I am greeted by a middle-aged host with a sincere smile. I am led to my table and notice that at 48 years of age I am the youngest patron. I feel relaxed. Youth wishes to display its full bloom. It seeks acceptance, love and desire. It is beautiful and exhausting. There is nothing exhausting about this wonderfully mediocre place.

There is an elderly woman hooked up to an oxygen tank two tables to the right of mine. She is smiling and conversing with a friend while wearing a bedazzled sweatshirt. I am struck by the contrast between the shiny child-like clothing and the oxygen tank that suggests she is close to death’s door.
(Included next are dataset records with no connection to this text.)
//! Errors raised by a game session.

use crate::core::{GuessError, WORD_LENGTH, WordError};
use std::fmt;

/// Errors that can occur when starting a game or submitting a guess.
///
/// A guess that simply does not match the target is not an error.
#[derive(Debug, Clone, PartialEq, Eq)]
pub enum GameError {
    /// The target word handed to the session is not 5 ASCII letters
    InvalidTargetWord(WordError),
    /// The guess is not exactly 5 characters long
    InvalidGuessLength(usize),
}

impl fmt::Display for GameError {
    fn fmt(&self, f: &mut fmt::Formatter<'_>) -> fmt::Result {
        match self {
            Self::InvalidTargetWord(e) => write!(f, "Invalid target word: {e}"),
            Self::InvalidGuessLength(len) => {
                write!(f, "Guess must be exactly {WORD_LENGTH} characters, got {len}")
            }
        }
    }
}

impl std::error::Error for GameError {
    fn source(&self) -> Option<&(dyn std::error::Error + 'static)> {
        match self {
            Self::InvalidTargetWord(e) => Some(e),
            Self::InvalidGuessLength(_) => None,
        }
    }
}

impl From<GuessError> for GameError {
    fn from(e: GuessError) -> Self {
        match e {
            GuessError::InvalidLength(len) => Self::InvalidGuessLength(len),
        }
    }
}

impl From<WordError> for GameError {
    fn from(e: WordError) -> Self {
        Self::InvalidTargetWord(e)
    }
}

#[cfg(test)]
mod tests {
    use super::*;

    #[test]
    fn guess_length_message_matches_guess_error() {
        let guess_error = GuessError::InvalidLength(3);
        assert_eq!(
            GameError::from(guess_error).to_string(),
            guess_error.to_string()
        );
    }

    #[test]
    fn invalid_target_has_source() {
        use std::error::Error;

        let e = GameError::from(WordError::InvalidLength(4));
        assert!(e.source().is_some());
        assert!(e.to_string().starts_with("Invalid target word: "));
    }
}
My chest feels warm, my eyes fill with tears and I get that overwhelming feeling of love that overcomes me from time to time.

The wait staff is comprised entirely of Latin-x folk. I am sitting among two populations that are marginalized and invisible. I realize–having been raised by two elderly Mexican grandparents–that this contributes to the ease I feel here. I think of the Hemingway short story “A Clean Well Lighted Place” and and wonder if perhaps this can be my Not-That-Clean-Not-That-Well-Lighted-Place.

I order a turkey sandwich and a coffee. I have nothing much to say about the food; I can neither recommend it nor speak ill of it and somehow that adds to my enjoyment. When the server approaches to offer me more coffee I decline and tell him that I don’t wish to have insomnia tonight. By sharing that I suffer from insomnia I feel pleased at walking the line between the personal and impersonal: a personal bit of trivia that adds to my humanity without giving too much away.

With my belly now full I begin my walk home to the apartment.